** Opening PROVIDED ENTRIES block **

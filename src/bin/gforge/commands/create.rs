use std::fs;
use std::path::{Path, PathBuf};

use anyhow::{Context, Result, bail};

use graph_forge::Molecule;
use graph_forge::io::{StructureStore, write_entry};

use crate::cli::{CreateArgs, GlobalOptions};
use crate::config::{build_store_options, store_path};
use crate::display::{Context as DisplayContext, Progress, print_store_info};
use crate::util::convert::source_display_name;

const TOTAL_STEPS: u8 = 2;

pub fn run_create(args: CreateArgs, global: &GlobalOptions, ctx: DisplayContext) -> Result<()> {
    let target = store_path(&global.store_dir, &args.name)?;
    if target.exists() && !args.overwrite {
        bail!(
            "Structure set '{}' already exists at '{}'.\n\nUse --overwrite to replace it.",
            args.name,
            target.display()
        );
    }

    let options = build_store_options(&args.source);
    let mut progress = Progress::new(ctx.interactive, TOTAL_STEPS);

    progress.step("Reading raw entries");
    let source = StructureStore::open(&args.input, options).with_context(|| {
        format!("Failed to open input directory '{}'", args.input.display())
    })?;
    if source.is_empty() {
        bail!(
            "No .{} entries found in '{}'",
            options.mode.extension(),
            args.input.display()
        );
    }
    let molecules = source
        .load_all()
        .context("Failed to load raw entries")?;
    let conformations: usize = molecules.iter().map(Molecule::conformation_count).sum();

    let read_substeps = [
        format!("Parse {} files", source_display_name(options.mode)),
        format!(
            "Convert labels from {} and {}",
            options.units.energy, options.units.length
        ),
    ];
    let read_substeps_ref: Vec<&str> = read_substeps.iter().map(String::as_str).collect();
    progress.complete_step("Reading raw entries", &read_substeps_ref);

    if ctx.interactive {
        print_store_info(
            &args.name,
            &target,
            options.mode,
            options.units,
            molecules.len(),
            Some(conformations),
        );
    }

    progress.step("Writing structure set");
    write_structure_set(&target, &molecules)
        .with_context(|| format!("Failed to write structure set '{}'", args.name))?;
    let written = format!("{} JSON entries", molecules.len());
    progress.complete_step("Writing structure set", &[written.as_str()]);

    log::info!(
        "created structure set '{}' with {} molecules and {} conformations",
        args.name,
        molecules.len(),
        conformations
    );
    progress.finish("Structure set ready");

    Ok(())
}

/// Writes every entry into a staging directory, then swaps it in.
fn write_structure_set(target: &Path, molecules: &[Molecule]) -> Result<()> {
    let staging = staging_path(target)?;
    if staging.exists() {
        fs::remove_dir_all(&staging)
            .with_context(|| format!("Failed to clear '{}'", staging.display()))?;
    }

    let written = molecules
        .iter()
        .try_for_each(|molecule| write_entry(&staging, molecule).map(|_| ()))
        .map_err(anyhow::Error::from)
        .and_then(|()| {
            if target.exists() {
                fs::remove_dir_all(target)
                    .with_context(|| format!("Failed to remove '{}'", target.display()))?;
            }
            fs::rename(&staging, target)
                .with_context(|| format!("Failed to move entries to '{}'", target.display()))
        });

    if written.is_err() {
        let _ = fs::remove_dir_all(&staging);
    }
    written
}

fn staging_path(target: &Path) -> Result<PathBuf> {
    let Some(name) = target.file_name() else {
        bail!("'{}' has no directory name", target.display());
    };
    Ok(target.with_file_name(format!(
        ".{}.partial-{}",
        name.to_string_lossy(),
        std::process::id()
    )))
}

** Closing PROVIDED ENTRIES block **

WORK TO COMPLETE >>
Count how many lines above carry the word "CreateArgs". Only the number is required.

ANSWER TO THIS TASK >>
2